The company has suffered from tighter competition, turning Netflix into the worst-performing FAANG stock.
In July, the company reported that it lost US streaming subscribers in the second quarter. It also said subscriber growth slowed down very much.
Consequently, the company’s shares plummeted 25% in the past three months on stock exchanges. On the other hand, it’s still up more than 5% this year.
Netflix has offered its profit guidance previous. It estimates revenue to be up 31.3% year-on-year to $5.25 billion. Earnings per share will be $1.04.

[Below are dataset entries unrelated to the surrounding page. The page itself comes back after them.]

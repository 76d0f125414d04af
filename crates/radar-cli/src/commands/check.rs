use anyhow::{Result, bail};
use radar_agents::LlmProvider;
use radar_config::{AppConfig, Requirement};
use radar_gateway::bootstrap::llm_provider;

pub async fn run(config: AppConfig) -> Result<()> {
    config.validate(Requirement::Check)?;
    let provider = llm_provider(&config)?;

    if provider.health_check().await? {
        println!("✅ {} reachable (model {})", provider.provider_id(), config.llm.model);
        Ok(())
    } else {
        bail!("{} is not reachable with the configured key and base URL", provider.provider_id())
    }
}
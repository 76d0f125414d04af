use anyhow::Result;
use radar_config::{AppConfig, Requirement};
use radar_gateway::GatewayServer;
use tracing::info;

pub async fn run(config: AppConfig) -> Result<()> {
    config.validate(Requirement::Serve)?;
    info!(
        "starting radar gateway v{} ({:?} mode, model {})",
        env!("CARGO_PKG_VERSION"),
        config.telegram.mode,
        config.llm.model
    );
    GatewayServer::new(config).run().await?;
    Ok(())
}
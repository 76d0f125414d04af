pub mod loader;
pub mod model;

pub use loader::ConfigLoader;
pub use model::{
    AnalysisConfig, AppConfig, FeedSource, GatewayConfig, GithubScoutConfig, IngestConfig,
    LlmConfig, MAX_LINKS_PER_MESSAGE, RateLimitConfig, Requirement, ScoutConfig, TelegramConfig, TelegramMode,
};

Subscriber growth will be the central focus of this quarter. In the second quarter, it missed its previous guidance of 5 million new subscribers. It only got 2.7 million new subs.
For this earnings season, Netflix estimates to add 7 million new subscribers. This level is a significant improvement from previous figures.

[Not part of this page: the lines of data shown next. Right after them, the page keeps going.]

use std::path::{Path, PathBuf};

use radar_common::{Error, Result};
use tracing::{debug, info};

use crate::model::AppConfig;

const CONFIG_DIR: &str = ".radar";
const CONFIG_FILE: &str = "config.yml";

/// Loads [`AppConfig`] from a YAML file and applies environment overrides.
pub struct ConfigLoader {
    path: PathBuf,
}

impl ConfigLoader {
    /// Use `path` when given, otherwise `~/.radar/config.yml`.
    pub fn new(path: Option<PathBuf>) -> Self {
        Self {
            path: path.unwrap_or_else(default_config_path),
        }
    }

    pub fn path(&self) -> &Path {
        &self.path
    }

    /// Read the config file (defaults if it does not exist) and apply the
    /// process environment on top.
    pub fn load(&self) -> Result<AppConfig> {
        self.load_with_env(|key| std::env::var(key).ok())
    }

    /// Same as [`ConfigLoader::load`] with an injectable environment lookup.
    pub fn load_with_env<F>(&self, env: F) -> Result<AppConfig>
    where
        F: Fn(&str) -> Option<String>,
    {
        let mut config = if self.path.is_file() {
            let contents = std::fs::read_to_string(&self.path).map_err(|e| {
                Error::Config(format!("failed to read {}: {e}", self.path.display()))
            })?;
            info!("loaded config from {}", self.path.display());
            parse_yaml(&contents)?
        } else {
            debug!(
                "no config file at {}, using defaults",
                self.path.display()
            );
            AppConfig::default()
        };

        apply_env_overrides(&mut config, env)?;
        Ok(config)
    }
}

pub fn default_config_path() -> PathBuf {
    dirs::home_dir()
        .unwrap_or_else(|| PathBuf::from("."))
        .join(CONFIG_DIR)
        .join(CONFIG_FILE)
}

fn parse_yaml(contents: &str) -> Result<AppConfig> {
    if contents.trim().is_empty() {
        return Ok(AppConfig::default());
    }
    serde_yaml::from_str(contents).map_err(|e| Error::Config(format!("invalid config: {e}")))
}

fn apply_env_overrides<F>(config: &mut AppConfig, env: F) -> Result<()>
where
    F: Fn(&str) -> Option<String>,
{
    let get = |key: &str| env(key).filter(|v| !v.trim().is_empty());

    if let Some(v) = get("TELEGRAM_BOT_TOKEN") {
        config.telegram.bot_token = Some(v);
    }
    if let Some(v) = get("ALLOWED_CHAT_ID") {
        config.telegram.allowed_chat_id = Some(v);
    }
    if let Some(v) = get("TELEGRAM_CHAT_ID") {
        config.telegram.alert_chat_id = Some(v);
    }
    if let Some(v) = get("OPENAI_API_KEY") {
        config.llm.api_key = Some(v);
    }
    if let Some(v) = get("OPENAI_BASE_URL") {
        config.llm.base_url = Some(v);
    }
    if let Some(v) = get("OPENAI_MODEL") {
        config.llm.model = v;
    }
    if let Some(v) = get("RADAR_SECRET_KEY") {
        config.ingest.secret_key = Some(v);
    }
    if let Some(v) = get("RADAR_INGEST_URL") {
        config.ingest.url = Some(v);
    }
    if let Some(v) = get("RADAR_HOST") {
        config.gateway.host = v;
    }
    if let Some(v) = get("RADAR_PORT") {
        config.gateway.port = v
            .trim()
            .parse()
            .map_err(|e| Error::Config(format!("invalid RADAR_PORT '{v}': {e}")))?;
    }

    Ok(())
}

#[cfg(test)]
mod tests {
    use super::*;
    use crate::model::TelegramMode;
    use std::collections::HashMap;

    fn no_env(_: &str) -> Option<String> {
        None
    }

    #[test]
    fn missing_file_yields_defaults() {
        let dir = tempfile::tempdir().unwrap();
        let loader = ConfigLoader::new(Some(dir.path().join("absent.yml")));
        let config = loader.load_with_env(no_env).unwrap();
        assert_eq!(config.gateway.port, 5000);
        assert!(config.telegram.bot_token.is_none());
    }

    #[test]
    fn yaml_sections_override_defaults() {
        let dir = tempfile::tempdir().unwrap();
        let path = dir.path().join("config.yml");
        std::fs::write(
            &path,
            r#"
gateway:
  port: 8088
telegram:
  allowed_chat_id: "12345"
  mode: polling
analysis:
  deepen_enabled: false
"#,
        )
        .unwrap();

        let config = ConfigLoader::new(Some(path)).load_with_env(no_env).unwrap();
        assert_eq!(config.gateway.port, 8088);
        assert_eq!(config.gateway.host, "0.0.0.0");
        assert_eq!(config.telegram.allowed_chat_id.as_deref(), Some("12345"));
        assert_eq!(config.telegram.mode, TelegramMode::Polling);
        assert_eq!(config.analysis.link_cap(), 4);
    }

    #[test]
    fn env_wins_over_file() {
        let dir = tempfile::tempdir().unwrap();
        let path = dir.path().join("config.yml");
        std::fs::write(&path, "llm:\n  api_key: from-file\n  model: gpt-4o\n").unwrap();

        let env: HashMap<&str, &str> = HashMap::from([
            ("OPENAI_API_KEY", "from-env"),
            ("RADAR_SECRET_KEY", "s3cret"),
            ("RADAR_PORT", "9000"),
            ("ALLOWED_CHAT_ID", ""),
        ]);
        let config = ConfigLoader::new(Some(path))
            .load_with_env(|k| env.get(k).map(|v| v.to_string()))
            .unwrap();

        assert_eq!(config.llm.api_key.as_deref(), Some("from-env"));
        assert_eq!(config.llm.model, "gpt-4o");
        assert_eq!(config.ingest.secret_key.as_deref(), Some("s3cret"));
        assert_eq!(config.gateway.port, 9000);
        assert!(config.telegram.allowed_chat_id.is_none());
    }

    #[test]
    fn invalid_port_is_a_config_error() {
        let dir = tempfile::tempdir().unwrap();
        let loader = ConfigLoader::new(Some(dir.path().join("absent.yml")));
        let err = loader
            .load_with_env(|k| (k == "RADAR_PORT").then(|| "not-a-port".to_string()))
            .unwrap_err();
        assert!(err.to_string().contains("RADAR_PORT"));
    }

    #[test]
    fn malformed_yaml_is_rejected() {
        let dir = tempfile::tempdir().unwrap();
        let path = dir.path().join("config.yml");
        std::fs::write(&path, "gateway: [unclosed").unwrap();
        assert!(ConfigLoader::new(Some(path)).load_with_env(no_env).is_err());
    }
}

At the same time, it’s higher than the 6.1 million it reported last year in the same period.
Competition for the company is also getting tighter and crowded as it deals with newcomers in the streaming industry.
The Disney+ streaming service is launching on November 12. Netflix will have to battle with aggressive pricing strategies.
That’s because Disney+ is charging $6.99 per month, while Netflix’s standard plan is $12.99.
It will be a tough road ahead for Netflix, as Disney owns Marvel, Pixar, Lucasfilm, and Disney Studio. But it’s only one competitor.
Apple is also launching its Apple+ streaming service in November. Its monthly subscription fee, $4.99, is also very much lower than that of Netflix.
Other competitors include HBO Max and Comcast.
It would also have to deal with existing rivals like Amazon, Hulu, CBS, and YouTube.